Though the Nineteenth Amendment, which gives women the right to vote, was officially ratified on August 18, 1920, the vote had not yet been certified. Not until August 26, 1920, did U.S. Secretary of State Bainbridge Colby sign the official proclamation that ended the hundred-year struggle for voting rights.
The North Carolina General Assembly finally ratified the Nineteenth Amendment in 1971.
Also in 1971, Representative Bella Abzug sponsored a bill in the U.S. Congress to designate August 26 as “Women’s Equality Day.”
In 1920, 36% of women voted in the presidential election. The low number was likely due to barriers at the polls, including literacy tests, residential requirements, and the lingering belief that women should not have a voice in elections. According to the U.S. Census Bureau, in 2018, 55% of women voted, compared with 51.8% of men.

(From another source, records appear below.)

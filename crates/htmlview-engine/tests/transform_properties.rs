use std::cell::RefCell;
use std::rc::Rc;

use htmlview_engine::render::find_link;
use htmlview_engine::{
    BULLET, Container, CustomRender, NodeKey, RenderOptions, Scroll, Slot, TaggedNode, TextPiece,
    TextRun, Transformer, VisualNode,
};
use pretty_assertions::assert_eq;

fn transform(options: &RenderOptions, nodes: &[TaggedNode]) -> Vec<Slot> {
    Transformer::new(options).transform_document(nodes)
}

fn sample_document() -> Vec<TaggedNode> {
    vec![
        TaggedNode::element("h2").with_child(TaggedNode::text("Heading")),
        TaggedNode::element("div").with_children([
            TaggedNode::element("p").with_children([
                TaggedNode::text("Some "),
                TaggedNode::element("b").with_child(TaggedNode::text("bold")),
                TaggedNode::element("br"),
                TaggedNode::element("a")
                    .with_attribute("href", "https://example.com/x?y=1&z=2")
                    .with_child(TaggedNode::text("link")),
            ]),
            TaggedNode::element("div"),
            TaggedNode::element("ol").with_children([
                TaggedNode::element("li").with_child(TaggedNode::text("first")),
                TaggedNode::element("li").with_children([
                    TaggedNode::text("second"),
                    TaggedNode::element("ul")
                        .with_child(TaggedNode::element("li").with_child(TaggedNode::text("deep"))),
                ]),
            ]),
        ]),
        TaggedNode::element("code").with_child(TaggedNode::text("x\n\ny\n")),
        TaggedNode::element("p").with_children([
            TaggedNode::text("\r"),
            TaggedNode::element("em").with_child(TaggedNode::text("\r")),
        ]),
        TaggedNode::element("blockquote").with_child(TaggedNode::text("\r")),
    ]
}

fn collect_text_runs<'a>(slots: &'a [Slot], out: &mut Vec<&'a TextRun>) {
    for slot in slots {
        let Some(node) = slot.as_node() else { continue };
        match node {
            VisualNode::Text(run) => {
                out.push(run);
                for piece in &run.content {
                    if let TextPiece::Slot(slot) = piece {
                        collect_text_runs(std::slice::from_ref(slot), out);
                    }
                }
            }
            VisualNode::Container(container) => collect_text_runs(&container.children, out),
            VisualNode::Link(link) => collect_text_runs(&link.children, out),
            VisualNode::Image(_) | VisualNode::CodeBlock(_) => {}
        }
    }
}

#[test]
fn non_empty_leaves_never_produce_empty_text_runs() {
    let tree = transform(&RenderOptions::default(), &sample_document());
    let mut runs = Vec::new();
    collect_text_runs(&tree, &mut runs);

    assert!(!runs.is_empty());
    for run in runs {
        assert!(!run.content.is_empty(), "empty run {run:?}");
        if let Some(literal) = run.literal() {
            assert!(!literal.is_empty());
        }
    }
}

#[test]
fn transform_is_deterministic() {
    let options = RenderOptions::default().with_debug_inline_counts(true);
    let document = sample_document();
    assert_eq!(transform(&options, &document), transform(&options, &document));
}

#[test]
fn sentinel_renderer_replaces_every_node() {
    let sentinel = VisualNode::Container(Container {
        key: None,
        style: Some("sentinel".to_string()),
        scroll: Scroll::None,
        children: vec![],
    });
    let returned = sentinel.clone();
    let options = RenderOptions::default()
        .with_custom_renderer(move |_, _, _, _| CustomRender::Node(returned.clone()));

    let document = sample_document();
    let tree = transform(&options, &document);
    assert_eq!(tree, vec![Slot::Node(sentinel); document.len()]);
}

#[test]
fn custom_null_is_kept_in_place() {
    let options = RenderOptions::default().with_custom_renderer(|node, _, _, _| {
        if node.name == "h2" {
            CustomRender::Empty
        } else {
            CustomRender::NoOpinion
        }
    });
    let tree = transform(&options, &sample_document());
    assert_eq!(tree.len(), 5);
    assert_eq!(tree[0], Slot::Empty);
}

#[test]
fn custom_renderer_sees_every_visit_in_both_contexts() {
    let seen = Rc::new(RefCell::new(Vec::new()));
    let sink = Rc::clone(&seen);
    let options = RenderOptions::default().with_custom_renderer(move |node, key, _, context| {
        sink.borrow_mut().push(format!("{key} {} {context}", node.name));
        CustomRender::NoOpinion
    });

    let p = TaggedNode::element("p").with_child(TaggedNode::text("hi"));
    transform(&options, &[p]);

    assert_eq!(
        *seen.borrow(),
        vec!["0 p block", "0-0 text inline", "0-0 text block"]
    );
}

#[test]
fn nested_list_item_keeps_bullet_line_before_block() {
    let tree = transform(&RenderOptions::default(), &sample_document());

    let Slot::Node(VisualNode::Container(div)) = &tree[1] else {
        panic!("expected div container");
    };
    // The empty div at index 1 is dropped, leaving p and ol
    assert_eq!(div.children.len(), 2);
    let Slot::Node(VisualNode::Container(ol)) = &div.children[1] else {
        panic!("expected ol container");
    };
    assert_eq!(ol.key, Some(NodeKey::from("1-2")));
    let Slot::Node(VisualNode::Container(second)) = &ol.children[1] else {
        panic!("expected li container");
    };

    assert_eq!(second.children.len(), 2);
    let Slot::Node(VisualNode::Text(line)) = &second.children[0] else {
        panic!("expected bullet line");
    };
    assert_eq!(line.content[0], TextPiece::Literal(BULLET.to_string()));
    assert!(matches!(
        &second.children[1],
        Slot::Node(VisualNode::Container(nested)) if nested.key == Some(NodeKey::from("1-2-1-1"))
    ));
}

#[test]
fn pressing_link_forwards_exact_href() {
    let pressed = Rc::new(RefCell::new(Vec::new()));
    let sink = Rc::clone(&pressed);
    let options = RenderOptions::new(move |href| sink.borrow_mut().push(href.to_string()));

    let tree = transform(&options, &sample_document());
    let link = find_link(&tree, &NodeKey::from("1-0-3")).unwrap();

    assert!(options.press(link));
    assert_eq!(*pressed.borrow(), vec!["https://example.com/x?y=1&z=2"]);
}
use std::fmt;
use std::rc::Rc;

use crate::markup::{NodeKey, NodeKind, TaggedNode};
use crate::style::{StyleRef, StyleSheet};

use super::visual::{Link, VisualNode};

/// Receives the href of a pressed link.
pub type LinkHandler = Rc<dyn Fn(&str)>;

/// Per-node override hook, consulted before any built-in rule.
///
/// Arguments are the node, its position key, its parent (if any) and the
/// ambient render context.
pub type CustomRenderer =
    Rc<dyn Fn(&TaggedNode, &NodeKey, Option<&TaggedNode>, NodeKind) -> CustomRender>;

/// Answer of a [`CustomRenderer`].
#[derive(Debug, Clone, PartialEq)]
pub enum CustomRender {
    /// Fall through to the built-in rules.
    NoOpinion,
    /// Render nothing, but keep the node's position.
    Empty,
    /// Use this node verbatim.
    Node(VisualNode),
}

/// Everything a render pass needs besides the tree itself. Built once per
/// render root and threaded through every recursive call.
#[derive(Clone)]
pub struct RenderOptions {
    pub link_handler: LinkHandler,
    pub style_sheet: StyleSheet,
    pub custom_renderer: Option<CustomRenderer>,
    /// Log every visited node.
    pub debug_tree: bool,
    /// Prepend a diagnostic line to every block container.
    pub debug_inline_counts: bool,
}

impl RenderOptions {
    pub fn new(link_handler: impl Fn(&str) + 'static) -> Self {
        Self {
            link_handler: Rc::new(link_handler),
            style_sheet: StyleSheet::base(),
            custom_renderer: None,
            debug_tree: false,
            debug_inline_counts: false,
        }
    }

    pub fn with_style_sheet(mut self, style_sheet: StyleSheet) -> Self {
        self.style_sheet = style_sheet;
        self
    }

    pub fn with_custom_renderer(
        mut self,
        renderer: impl Fn(&TaggedNode, &NodeKey, Option<&TaggedNode>, NodeKind) -> CustomRender
        + 'static,
    ) -> Self {
        self.custom_renderer = Some(Rc::new(renderer));
        self
    }

    pub fn with_debug_tree(mut self, enabled: bool) -> Self {
        self.debug_tree = enabled;
        self
    }

    pub fn with_debug_inline_counts(mut self, enabled: bool) -> Self {
        self.debug_inline_counts = enabled;
        self
    }

    /// Activates `link` with the configured handler.
    pub fn press(&self, link: &Link) -> bool {
        link.press(&*self.link_handler)
    }

    /// `class` if the style sheet defines it.
    pub(crate) fn style(&self, class: &str) -> Option<StyleRef> {
        self.style_sheet
            .contains(class)
            .then(|| class.to_string())
    }

    /// The defined subset of `classes`, in order.
    pub(crate) fn styles(&self, classes: &[&str]) -> Vec<StyleRef> {
        classes
            .iter()
            .filter_map(|class| self.style(class))
            .collect()
    }
}

impl Default for RenderOptions {
    fn default() -> Self {
        Self::new(|href| log::info!("No link handler configured, ignoring {href}"))
    }
}

impl fmt::Debug for RenderOptions {
    fn fmt(&self, f: &mut fmt::Formatter<'_>) -> fmt::Result {
        f.debug_struct("RenderOptions")
            .field("style_sheet", &self.style_sheet)
            .field("custom_renderer", &self.custom_renderer.is_some())
            .field("debug_tree", &self.debug_tree)
            .field("debug_inline_counts", &self.debug_inline_counts)
            .finish_non_exhaustive()
    }
}
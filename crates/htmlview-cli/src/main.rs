use std::cell::RefCell;
use std::fs;
use std::path::{Path, PathBuf};
use std::rc::Rc;

use anyhow::{Context, Result, bail};
use clap::Parser;
use htmlview_config::Config;
use htmlview_engine::render::outline_container;
use htmlview_engine::{NodeKey, ParseError, RenderRoot, TriggerOutcome};

#[derive(Parser)]
#[command(name = "htmlview")]
#[command(about = "Print the visual tree an HTML document renders to")]
struct Cli {
    /// Input HTML file
    input: PathBuf,

    /// Config file (defaults to ~/.config/htmlview/config.toml)
    #[arg(short, long)]
    config: Option<PathBuf>,

    /// Print the tree as JSON instead of an outline
    #[arg(long)]
    json: bool,

    /// Log every visited node
    #[arg(long)]
    debug_tree: bool,

    /// Show inline/block child counts on every block container
    #[arg(long)]
    debug_inline: bool,

    /// Keep whitespace-only text between tags
    #[arg(long)]
    keep_whitespace: bool,

    /// Press the link with this position key, e.g. 1-3
    #[arg(long, value_name = "KEY")]
    press: Option<String>,
}

fn load_config(path: Option<&Path>) -> Result<Config> {
    let loaded = match path {
        Some(path) => Config::load_from_path(path)?
            .with_context(|| format!("Config file {} does not exist", path.display()))?,
        None => Config::load()?.unwrap_or_default(),
    };
    Ok(loaded)
}

fn main() -> Result<()> {
    let cli = Cli::parse();

    let mut config = load_config(cli.config.as_deref())?;
    config.debug_tree |= cli.debug_tree;
    config.debug_inline_counts |= cli.debug_inline;
    config.keep_whitespace |= cli.keep_whitespace;

    env_logger::Builder::from_default_env()
        .filter_level(if config.debug_tree {
            log::LevelFilter::Info
        } else {
            log::LevelFilter::Warn
        })
        .init();

    let markup = fs::read_to_string(&cli.input)
        .with_context(|| format!("Failed to read {}", cli.input.display()))?;

    let options = config.render_options(|href| println!("pressed: {href}"))?;
    let failure: Rc<RefCell<Option<ParseError>>> = Rc::new(RefCell::new(None));
    let sink = Rc::clone(&failure);
    let root = RenderRoot::new(config.markup_parser(), options).with_error_handler(move |e| {
        log::error!("Failed to render markup: {e}");
        *sink.borrow_mut() = Some(e.clone());
    });

    if root.trigger(Some(&markup)) == TriggerOutcome::NoInput {
        log::warn!("{} is empty", cli.input.display());
    }
    let failed = failure.borrow_mut().take();
    if let Some(e) = failed {
        return Err(e).with_context(|| format!("Failed to render {}", cli.input.display()));
    }

    let shown = root.display();
    if cli.json {
        println!("{}", serde_json::to_string_pretty(&shown)?);
    } else {
        println!("{}", outline_container(&shown));
    }

    if let Some(key) = cli.press
        && !root.press_link(&NodeKey::from(key.as_str()))
    {
        bail!("No pressable link with key {key}");
    }

    Ok(())
}
use std::fmt::Write;

use super::visual::{Container, Scroll, Slot, TextPiece, VisualNode};

const INDENT: &str = "  ";

/// Renders a visual tree as an indented plain-text outline, one node per line.
///
/// Used by the CLI and by snapshot tests.
pub fn outline(slots: &[Slot]) -> String {
    let mut lines = Vec::new();
    for slot in slots {
        write_slot(&mut lines, slot, 0);
    }
    lines.join("\n")
}

/// Outline of a container and everything below it.
pub fn outline_container(container: &Container) -> String {
    let mut lines = Vec::new();
    write_container(&mut lines, container, 0);
    lines.join("\n")
}

fn line(lines: &mut Vec<String>, depth: usize, text: String) {
    lines.push(format!("{}{}", INDENT.repeat(depth), text));
}

fn write_slot(lines: &mut Vec<String>, slot: &Slot, depth: usize) {
    match slot {
        Slot::Empty => line(lines, depth, "empty".to_string()),
        Slot::Node(node) => write_node(lines, node, depth),
    }
}

fn write_container(lines: &mut Vec<String>, container: &Container, depth: usize) {
    let mut head = "container".to_string();
    if let Some(key) = &container.key {
        let _ = write!(head, " #{key}");
    }
    if let Some(style) = &container.style {
        let _ = write!(head, " ({style})");
    }
    if container.scroll == Scroll::Horizontal {
        head.push_str(" scroll=horizontal");
    }
    line(lines, depth, head);
    for child in &container.children {
        write_slot(lines, child, depth + 1);
    }
}

fn styles_suffix(styles: &[String]) -> String {
    if styles.is_empty() {
        String::new()
    } else {
        format!(" [{}]", styles.join(" "))
    }
}

fn write_node(lines: &mut Vec<String>, node: &VisualNode, depth: usize) {
    match node {
        VisualNode::Container(container) => write_container(lines, container, depth),
        VisualNode::Text(run) => {
            let mut head = "text".to_string();
            if let Some(key) = &run.key {
                let _ = write!(head, " #{key}");
            }
            head.push_str(&styles_suffix(&run.styles));
            if let Some(literal) = run.literal() {
                let _ = write!(head, " {literal:?}");
                line(lines, depth, head);
                return;
            }
            line(lines, depth, head);
            for piece in &run.content {
                match piece {
                    TextPiece::Literal(text) => line(lines, depth + 1, format!("{text:?}")),
                    TextPiece::Slot(slot) => write_slot(lines, slot, depth + 1),
                }
            }
        }
        VisualNode::Link(link) => {
            let href = match &link.href {
                Some(href) => format!("href={href:?}"),
                None => "href=none".to_string(),
            };
            line(
                lines,
                depth,
                format!("link #{} {}{}", link.key, href, styles_suffix(&link.styles)),
            );
            for child in &link.children {
                write_slot(lines, child, depth + 1);
            }
        }
        VisualNode::Image(image) => {
            let mut head = match &image.src {
                Some(src) => format!("image src={src:?}"),
                None => "image src=none".to_string(),
            };
            if let Some(style) = &image.style {
                let _ = write!(head, " ({style})");
            }
            line(lines, depth, head);
        }
        VisualNode::CodeBlock(block) => {
            let mut head = "code".to_string();
            if let Some(style) = &block.style {
                let _ = write!(head, " ({style})");
            }
            line(lines, depth, head);
            for code_line in &block.lines {
                line(
                    lines,
                    depth + 1,
                    format!("{} {} {:?}", code_line.label(), code_line.position, code_line.text),
                );
            }
        }
    }
}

In 2014, women’s turnout was 43.0% and men’s was 40.8.
Just think of the difference we make. But just think of the difference we could make.
Throughout the years, women at the polls have effected changes in laws and policies regarding workplace, home, family, children, health care, domestic violence, reproductive rights, and much more. But daily, those rights and policies are being challenged, and many more issues need to be addressed.
As recently as the 1990’s, I have known women who had to sneak out of the house to attend college classes in the community where I was teaching, because their husbands did not want them to be educated. But they did sneak out, and they did get educated. Just last year at the polls, I watched women and men standing together inside a single voting booth, and I shudder to think what was going on. He might not have been telling her how to vote, but that reality has existed for many, many women through our long history of voting.
Ninety-nine years ago, my grandmother stood behind a voting booth and cast her vote for the first time. She’d go on to cast it 74 more years before she died.
She taught me how to believe in myself. She taught me that I mattered in a country where mostly white male politicians made laws to attempt to shape how I would live, where a society for another ninety-nine years would try to tell me how to act, how to dress, how to work, how to speak and write, how to be less than a man.
I’ve been lucky to have been surrounded by strong women and men who have loved them. Many of them were family; many of them were not.
The right to vote was hard fought and hard won. Yet, in 2018, 45% of women in this country did not exercise their right to vote.
What on earth were they thinking?
Barbara Presnell lives and writes in Lexington, North Carolina.